### BRIEF
Reply with exactly the lines from the one that contains "pub fn zoom_out(&mut" through the last line of the records below, and with no other lines.

### PROVIDED INFORMATION
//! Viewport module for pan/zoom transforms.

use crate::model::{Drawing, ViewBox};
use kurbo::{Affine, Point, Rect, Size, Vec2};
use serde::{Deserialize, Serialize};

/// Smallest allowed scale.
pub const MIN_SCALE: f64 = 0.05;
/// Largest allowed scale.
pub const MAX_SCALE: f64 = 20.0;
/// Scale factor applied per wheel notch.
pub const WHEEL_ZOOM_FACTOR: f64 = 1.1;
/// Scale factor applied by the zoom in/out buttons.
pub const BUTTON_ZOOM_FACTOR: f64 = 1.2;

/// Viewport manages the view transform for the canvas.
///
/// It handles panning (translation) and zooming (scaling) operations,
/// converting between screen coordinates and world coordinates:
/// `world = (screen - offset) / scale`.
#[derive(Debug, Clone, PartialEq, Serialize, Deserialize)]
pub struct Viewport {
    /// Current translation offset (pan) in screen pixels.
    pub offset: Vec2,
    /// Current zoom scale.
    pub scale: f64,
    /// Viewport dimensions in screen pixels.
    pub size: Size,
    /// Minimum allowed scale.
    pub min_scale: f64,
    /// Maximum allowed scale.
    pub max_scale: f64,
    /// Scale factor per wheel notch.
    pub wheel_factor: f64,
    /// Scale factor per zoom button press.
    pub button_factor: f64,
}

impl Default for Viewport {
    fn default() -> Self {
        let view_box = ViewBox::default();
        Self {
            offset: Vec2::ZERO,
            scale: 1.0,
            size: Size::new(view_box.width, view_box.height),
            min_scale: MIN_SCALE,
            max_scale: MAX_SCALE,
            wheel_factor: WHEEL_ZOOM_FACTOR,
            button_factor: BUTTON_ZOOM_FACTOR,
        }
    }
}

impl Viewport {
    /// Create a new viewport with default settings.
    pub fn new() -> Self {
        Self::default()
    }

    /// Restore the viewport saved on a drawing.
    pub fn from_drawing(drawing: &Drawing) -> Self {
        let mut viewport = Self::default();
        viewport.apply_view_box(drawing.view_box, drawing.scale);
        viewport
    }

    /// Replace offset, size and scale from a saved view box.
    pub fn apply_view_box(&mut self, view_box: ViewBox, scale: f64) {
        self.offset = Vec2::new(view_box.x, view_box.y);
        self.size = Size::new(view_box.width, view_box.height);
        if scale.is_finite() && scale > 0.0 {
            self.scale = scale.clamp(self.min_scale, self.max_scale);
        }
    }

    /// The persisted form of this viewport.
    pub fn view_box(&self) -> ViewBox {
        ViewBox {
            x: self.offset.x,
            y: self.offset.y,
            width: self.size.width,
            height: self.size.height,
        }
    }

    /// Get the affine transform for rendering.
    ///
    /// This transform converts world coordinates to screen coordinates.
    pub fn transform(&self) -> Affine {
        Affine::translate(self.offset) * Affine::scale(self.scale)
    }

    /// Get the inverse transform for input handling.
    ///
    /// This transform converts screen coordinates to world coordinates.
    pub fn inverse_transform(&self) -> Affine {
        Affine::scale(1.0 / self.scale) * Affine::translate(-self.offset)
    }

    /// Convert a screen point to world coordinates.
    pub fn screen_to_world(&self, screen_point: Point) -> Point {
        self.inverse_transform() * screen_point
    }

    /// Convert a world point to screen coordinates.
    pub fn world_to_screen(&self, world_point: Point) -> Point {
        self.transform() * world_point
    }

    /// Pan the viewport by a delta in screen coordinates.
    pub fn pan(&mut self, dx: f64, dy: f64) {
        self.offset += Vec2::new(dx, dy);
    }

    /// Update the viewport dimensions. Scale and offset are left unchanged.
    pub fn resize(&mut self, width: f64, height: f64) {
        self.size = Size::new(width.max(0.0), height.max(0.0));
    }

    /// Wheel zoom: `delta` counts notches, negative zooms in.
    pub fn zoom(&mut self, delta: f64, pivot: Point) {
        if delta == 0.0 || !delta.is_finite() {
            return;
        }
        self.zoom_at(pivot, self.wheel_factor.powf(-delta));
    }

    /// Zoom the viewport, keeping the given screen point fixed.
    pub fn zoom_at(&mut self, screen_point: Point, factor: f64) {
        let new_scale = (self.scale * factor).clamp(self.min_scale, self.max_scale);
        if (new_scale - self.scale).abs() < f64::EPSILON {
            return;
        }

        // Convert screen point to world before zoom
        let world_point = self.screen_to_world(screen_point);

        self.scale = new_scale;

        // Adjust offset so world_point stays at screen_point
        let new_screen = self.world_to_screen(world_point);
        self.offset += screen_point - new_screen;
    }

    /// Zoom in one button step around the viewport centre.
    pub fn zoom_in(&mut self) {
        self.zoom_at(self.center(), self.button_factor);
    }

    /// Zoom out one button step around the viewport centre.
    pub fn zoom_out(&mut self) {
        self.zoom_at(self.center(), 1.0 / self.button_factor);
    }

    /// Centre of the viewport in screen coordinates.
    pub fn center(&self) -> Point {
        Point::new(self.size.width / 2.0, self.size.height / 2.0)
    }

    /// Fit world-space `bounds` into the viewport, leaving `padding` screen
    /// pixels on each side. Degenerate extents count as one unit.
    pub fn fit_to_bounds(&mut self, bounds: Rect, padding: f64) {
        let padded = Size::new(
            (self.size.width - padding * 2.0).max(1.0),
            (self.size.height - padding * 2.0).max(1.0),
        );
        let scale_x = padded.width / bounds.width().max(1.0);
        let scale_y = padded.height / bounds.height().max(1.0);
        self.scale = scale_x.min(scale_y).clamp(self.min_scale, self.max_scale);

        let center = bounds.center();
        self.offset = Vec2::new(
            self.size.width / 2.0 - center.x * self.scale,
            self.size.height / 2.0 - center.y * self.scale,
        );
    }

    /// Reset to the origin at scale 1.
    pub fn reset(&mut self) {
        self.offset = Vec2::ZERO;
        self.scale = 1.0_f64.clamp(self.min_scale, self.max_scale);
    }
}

### EXERCISE RESPONSE
    pub fn zoom_out(&mut self) {
        self.zoom_at(self.center(), 1.0 / self.button_factor);
    }

    /// Centre of the viewport in screen coordinates.
    pub fn center(&self) -> Point {
        Point::new(self.size.width / 2.0, self.size.height / 2.0)
    }

    /// Fit world-space `bounds` into the viewport, leaving `padding` screen
    /// pixels on each side. Degenerate extents count as one unit.
    pub fn fit_to_bounds(&mut self, bounds: Rect, padding: f64) {
        let padded = Size::new(
            (self.size.width - padding * 2.0).max(1.0),
            (self.size.height - padding * 2.0).max(1.0),
        );
        let scale_x = padded.width / bounds.width().max(1.0);
        let scale_y = padded.height / bounds.height().max(1.0);
        self.scale = scale_x.min(scale_y).clamp(self.min_scale, self.max_scale);

        let center = bounds.center();
        self.offset = Vec2::new(
            self.size.width / 2.0 - center.x * self.scale,
            self.size.height / 2.0 - center.y * self.scale,
        );
    }

    /// Reset to the origin at scale 1.
    pub fn reset(&mut self) {
        self.offset = Vec2::ZERO;
        self.scale = 1.0_f64.clamp(self.min_scale, self.max_scale);
    }
}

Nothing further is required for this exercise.